Saved data entries:
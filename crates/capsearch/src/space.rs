//! The affine space F_q^n: points, the index bijection, and affine combinations.
//!
//! Purpose
//! - Give every point a stable index in `[0, q^n)` so validity sets and state
//!   strings can be plain arrays.
//! - Keep the two readings of "affine combination" apart: `weight_sum` is the
//!   scalar check on a weight tuple, `combine`/`combine_columns` produce points.
//!
//! Index convention
//! - Base-q digits with coordinate 0 least significant. Appending a zero
//!   coordinate (`embed_lower`) therefore keeps a point's index unchanged.

use nalgebra::{DMatrix, DVector};

use crate::error::CapError;
use crate::util::is_prime;

/// A point of F_q^n; every coordinate is reduced into `0..q`.
pub type Point = DVector<u32>;

/// Sum of the weights mod q (scalar form of an affine combination).
#[inline]
pub fn weight_sum(q: u32, weights: &[u32]) -> u32 {
    (weights.iter().map(|&w| w as u64).sum::<u64>() % q as u64) as u32
}

/// F_q^n with q prime.
#[derive(Clone, Copy, Debug, PartialEq, Eq, Hash)]
pub struct AffineSpace {
    q: u32,
    n: usize,
    size: usize,
}

impl AffineSpace {
    pub fn new(q: u32, n: usize) -> Result<Self, CapError> {
        if !is_prime(q) {
            return Err(CapError::InvalidField { q });
        }
        let exp = u32::try_from(n).map_err(|_| CapError::SpaceTooLarge { q, n })?;
        let size = (q as usize)
            .checked_pow(exp)
            .ok_or(CapError::SpaceTooLarge { q, n })?;
        Ok(Self { q, n, size })
    }

    #[inline]
    pub fn q(&self) -> u32 {
        self.q
    }

    #[inline]
    pub fn n(&self) -> usize {
        self.n
    }

    /// Number of points, `q^n`.
    #[inline]
    pub fn size(&self) -> usize {
        self.size
    }

    pub fn index_to_point(&self, index: usize) -> Point {
        debug_assert!(index < self.size);
        let q = self.q as usize;
        let mut rest = index;
        DVector::from_fn(self.n, |_, _| {
            let digit = rest % q;
            rest /= q;
            digit as u32
        })
    }

    pub fn point_to_index(&self, p: &Point) -> usize {
        debug_assert_eq!(p.len(), self.n);
        self.index_of_coords(p.iter().map(|&c| c as u64))
    }

    /// Index of a coordinate sequence (coordinate 0 first), reducing mod q.
    pub fn index_of_coords(&self, coords: impl IntoIterator<Item = u64>) -> usize {
        let q = self.q as u64;
        let mut place = 1usize;
        let mut index = 0usize;
        for c in coords {
            index += (c % q) as usize * place;
            place = place.wrapping_mul(self.q as usize);
        }
        index
    }

    /// Check that `p` has n coordinates, all in `0..q`.
    pub fn contains(&self, p: &Point) -> Result<(), CapError> {
        if p.len() != self.n {
            return Err(CapError::DimensionMismatch {
                expected: self.n,
                got: p.len(),
            });
        }
        if let Some(&c) = p.iter().find(|&&c| c >= self.q) {
            return Err(CapError::CoordinateOutOfRange { coord: c, q: self.q });
        }
        Ok(())
    }

    #[inline]
    pub fn origin(&self) -> Point {
        DVector::zeros(self.n)
    }

    /// The i-th standard basis vector `e_i`.
    pub fn basis_point(&self, i: usize) -> Point {
        debug_assert!(i < self.n);
        let mut p = self.origin();
        p[i] = 1;
        p
    }

    /// Origin followed by `e_0..e_{n-1}`: n+1 affinely independent points.
    pub fn affine_basis(&self) -> Vec<Point> {
        std::iter::once(self.origin())
            .chain((0..self.n).map(|i| self.basis_point(i)))
            .collect()
    }

    /// Σ wᵢ·pᵢ, coordinate-wise mod q (vector form of an affine combination).
    pub fn combine(&self, weights: &[u32], points: &[&Point]) -> Point {
        debug_assert_eq!(weights.len(), points.len());
        let q = self.q as u64;
        let mut acc = DVector::<u64>::zeros(self.n);
        for (&w, p) in weights.iter().zip(points) {
            acc += p.map(|c| c as u64) * (w as u64);
        }
        acc.map(|c| (c % q) as u32)
    }

    /// Batched `combine`: generator points are the columns of `generators`
    /// (n × m), weight tuples the columns of `weights` (m × k). Returns the
    /// indices of the k combined points.
    pub fn combine_columns(&self, generators: &DMatrix<u64>, weights: &DMatrix<u64>) -> Vec<usize> {
        debug_assert_eq!(generators.nrows(), self.n);
        let image = generators * weights;
        image
            .column_iter()
            .map(|col| self.index_of_coords(col.iter().copied()))
            .collect()
    }

    /// Lift a point of F_q^(n-1) into this space by appending a zero coordinate.
    pub fn embed_lower(&self, p: &Point) -> Option<Point> {
        if self.n == 0 || p.len() + 1 != self.n {
            return None;
        }
        Some(DVector::from_iterator(
            self.n,
            p.iter().copied().chain(std::iter::once(0)),
        ))
    }
}

#[cfg(test)]
mod tests {
    use super::*;
    use nalgebra::dvector;
    use proptest::prelude::*;

    #[test]
    fn rejects_non_prime_orders() {
        assert!(matches!(
            AffineSpace::new(4, 2),
            Err(CapError::InvalidField { q: 4 })
        ));
        assert!(AffineSpace::new(1, 2).is_err());
        assert!(matches!(
            AffineSpace::new(3, 200),
            Err(CapError::SpaceTooLarge { .. })
        ));
        assert_eq!(AffineSpace::new(3, 0).unwrap().size(), 1);
    }

    #[test]
    fn index_is_little_endian_base_q() {
        let s = AffineSpace::new(3, 3).unwrap();
        assert_eq!(s.index_to_point(0), dvector![0, 0, 0]);
        assert_eq!(s.index_to_point(1), dvector![1, 0, 0]);
        assert_eq!(s.index_to_point(3), dvector![0, 1, 0]);
        assert_eq!(s.index_to_point(26), dvector![2, 2, 2]);
        assert_eq!(s.point_to_index(&s.basis_point(2)), 9);
    }

    #[test]
    fn affine_basis_has_n_plus_one_points() {
        let s = AffineSpace::new(5, 4).unwrap();
        let basis = s.affine_basis();
        assert_eq!(basis.len(), 5);
        assert_eq!(basis[0], s.origin());
        assert_eq!(basis[3], dvector![0, 0, 1, 0]);
    }

    #[test]
    fn weight_sum_and_combine_agree_mod_q() {
        assert_eq!(weight_sum(3, &[2, 2]), 1);
        assert_eq!(weight_sum(5, &[4, 3, 4]), 1);
        let s = AffineSpace::new(3, 2).unwrap();
        let a = dvector![1, 0];
        let b = dvector![0, 1];
        // 2a + 2b = (2, 2): third point on the line through a and b.
        assert_eq!(s.combine(&[2, 2], &[&a, &b]), dvector![2, 2]);
        let gens = DMatrix::from_fn(2, 2, |r, c| [&a, &b][c][r] as u64);
        let weights = DMatrix::from_column_slice(2, 3, &[1, 0, 0, 1, 2, 2]);
        assert_eq!(s.combine_columns(&gens, &weights), vec![1, 3, 8]);
    }

    #[test]
    fn embed_preserves_index() {
        let low = AffineSpace::new(3, 2).unwrap();
        let high = AffineSpace::new(3, 3).unwrap();
        for i in 0..low.size() {
            let p = high.embed_lower(&low.index_to_point(i)).unwrap();
            assert_eq!(high.point_to_index(&p), i);
        }
        assert!(high.embed_lower(&dvector![1]).is_none());
    }

    proptest! {
        #[test]
        fn index_round_trip(q in prop::sample::select(vec![2u32, 3, 5, 7]), n in 0usize..5, seed in any::<u64>()) {
            let s = AffineSpace::new(q, n).unwrap();
            let i = (seed % s.size() as u64) as usize;
            let p = s.index_to_point(i);
            prop_assert!(s.contains(&p).is_ok());
            prop_assert_eq!(s.point_to_index(&p), i);
        }
    }
}
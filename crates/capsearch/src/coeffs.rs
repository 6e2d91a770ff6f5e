//! Affine weight tuples used to eliminate every point of a flat.
//!
//! Purpose
//! - For a (d+1)-point flat, every point of its affine span is Σ wᵢ·pᵢ for some
//!   tuple w with Σ wᵢ = 1 (mod q). The set of such tuples depends only on
//!   (d, q), so it is computed once and shared by the whole search.
//!
//! Why this shape
//! - Drawing ordered (d+1)-tuples from the multiset {0..q-1}, each value
//!   repeated d+1 times, reaches every tuple in `0..q`^(d+1). We walk that
//!   product directly and keep the tuples with weight sum 1; there are q^d.
//! - The tuples are also stored as the columns of a weight matrix so one
//!   matrix product yields all eliminated points of a flat.

use std::collections::BTreeSet;

use nalgebra::DMatrix;
use tracing::debug;

use crate::space::weight_sum;

/// All affine weight tuples of length d+1 over F_q.
#[derive(Clone, Debug)]
pub struct CoefficientSet {
    d: usize,
    q: u32,
    tuples: BTreeSet<Vec<u32>>,
    /// (d+1) × |tuples|, one tuple per column, in set order.
    matrix: DMatrix<u64>,
}

impl CoefficientSet {
    #[inline]
    pub fn d(&self) -> usize {
        self.d
    }

    #[inline]
    pub fn q(&self) -> u32 {
        self.q
    }

    /// Tuple length, d+1.
    #[inline]
    pub fn arity(&self) -> usize {
        self.d + 1
    }

    #[inline]
    pub fn len(&self) -> usize {
        self.tuples.len()
    }

    #[inline]
    pub fn is_empty(&self) -> bool {
        self.tuples.is_empty()
    }

    pub fn iter(&self) -> impl Iterator<Item = &[u32]> {
        self.tuples.iter().map(Vec::as_slice)
    }

    pub fn contains(&self, tuple: &[u32]) -> bool {
        self.tuples.contains(tuple)
    }

    #[inline]
    pub fn matrix(&self) -> &DMatrix<u64> {
        &self.matrix
    }
}

/// Enumerate the affine weight tuples for d-flats over F_q.
pub fn generate_coefficients(d: usize, q: u32) -> CoefficientSet {
    let arity = d + 1;
    let mut tuples = BTreeSet::new();
    let mut tuple = vec![0u32; arity];
    loop {
        if weight_sum(q, &tuple) == 1 % q {
            tuples.insert(tuple.clone());
        }
        // Odometer step over 0..q in every slot.
        let Some(slot) = tuple.iter().rposition(|&w| w + 1 < q) else {
            break;
        };
        tuple[slot] += 1;
        for w in &mut tuple[slot + 1..] {
            *w = 0;
        }
    }
    debug!(d, q, tuples = tuples.len(), "generated affine coefficients");
    let columns: Vec<u64> = tuples
        .iter()
        .flat_map(|t| t.iter().map(|&w| w as u64))
        .collect();
    let matrix = DMatrix::from_column_slice(arity, tuples.len(), &columns);
    CoefficientSet {
        d,
        q,
        tuples,
        matrix,
    }
}
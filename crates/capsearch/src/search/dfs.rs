//! Depth-first cap extension with incremental validity updates.

use tracing::{debug, info, trace};

use crate::cap::Cap;
use crate::error::CapError;
use crate::space::{AffineSpace, Point};
use crate::validity::{Eliminator, ValiditySet};

use super::types::{MaxCaps, Offer, SearchCfg, SearchContext, SearchOutcome, SearchStats};

/// Search all extensions of `cap` by indices `>= cursor`.
///
/// Pre: `cap` is a cap and `validity` is correct for it.
pub fn search(
    ctx: &SearchContext,
    cap: Vec<Point>,
    cursor: usize,
    validity: &ValiditySet,
) -> Result<SearchOutcome, CapError> {
    CapRunner::new(ctx).run(cap, cursor, validity)
}

/// Maximum caps of F_q^n containing the affine basis (origin + `e_i`).
///
/// `d >= n` returns the basis without searching.
pub fn find_maximum_caps(
    space: AffineSpace,
    d: usize,
    cfg: SearchCfg,
) -> Result<SearchOutcome, CapError> {
    let basis = space.affine_basis();
    if d >= space.n() {
        debug!(d, n = space.n(), "every {}-point set is a cap", space.n() + 1);
        return Ok(SearchOutcome::single(Cap::new(basis)));
    }
    let ctx = SearchContext::new(space, d, cfg)?;
    let runner = CapRunner::new(&ctx);
    let start = runner
        .elim
        .update_complete(&basis, &ValiditySet::all_valid(space.size()))?;
    info!(
        d,
        q = space.q(),
        n = space.n(),
        candidates = start.count_valid(),
        "starting search"
    );
    runner.run(basis, 0, &start)
}

/// DFS runner carrying the per-run cache and accumulators.
struct CapRunner<'a> {
    ctx: &'a SearchContext,
    elim: Eliminator<'a>,
    cache: Vec<Option<Point>>,
    best: MaxCaps,
    nodes: usize,
    leaves: usize,
}

impl<'a> CapRunner<'a> {
    fn new(ctx: &'a SearchContext) -> Self {
        Self {
            ctx,
            elim: ctx.eliminator(),
            cache: vec![None; ctx.space().size()],
            best: MaxCaps::default(),
            nodes: 0,
            leaves: 0,
        }
    }

    fn run(
        mut self,
        mut cap: Vec<Point>,
        cursor: usize,
        validity: &ValiditySet,
    ) -> Result<SearchOutcome, CapError> {
        for p in &cap {
            self.ctx.space().contains(p)?;
        }
        self.recur(&mut cap, cursor, validity)?;
        let wave = self.elim.stats();
        let stats = SearchStats {
            nodes: self.nodes,
            leaves: self.leaves,
            waves: wave.waves,
            tasks: wave.tasks,
        };
        let maximal = self.best.into_caps();
        // The root is a leaf when nothing extends it, so at least one cap exists.
        let best = maximal.first().cloned().unwrap_or_else(|| Cap::new(cap));
        debug!(
            size = best.len(),
            caps = maximal.len(),
            nodes = stats.nodes,
            waves = stats.waves,
            "search finished"
        );
        Ok(SearchOutcome {
            best,
            maximal,
            stats,
        })
    }

    fn point(&mut self, index: usize) -> Point {
        let ctx = self.ctx;
        let space = ctx.space();
        self.cache[index]
            .get_or_insert_with(|| space.index_to_point(index))
            .clone()
    }

    fn recur(
        &mut self,
        cap: &mut Vec<Point>,
        cursor: usize,
        validity: &ValiditySet,
    ) -> Result<(), CapError> {
        self.nodes += 1;
        let mut extended = false;
        for index in validity.valid_from(cursor) {
            extended = true;
            trace!(depth = cap.len(), index, "extend");
            let p = self.point(index);
            cap.push(p);
            let next = if cap.len() > self.ctx.d() {
                self.elim.update_incremental(cap, validity)?
            } else {
                self.elim.update_complete(cap, validity)?
            };
            self.recur(cap, index + 1, &next)?;
            cap.pop();
        }
        if !extended {
            self.leaves += 1;
            match self.best.offer(cap) {
                Offer::Larger => debug!(size = cap.len(), "new maximum"),
                Offer::Tie => trace!(size = cap.len(), ties = self.best.len(), "tie"),
                Offer::Smaller => {}
            }
        }
        Ok(())
    }
}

Activity: Wherever the word "maximal" appears in the records above, copy that line.

Your solution:
        let maximal = self.best.into_caps();
        let best = maximal.first().cloned().unwrap_or_else(|| Cap::new(cap));
            caps = maximal.len(),
            maximal,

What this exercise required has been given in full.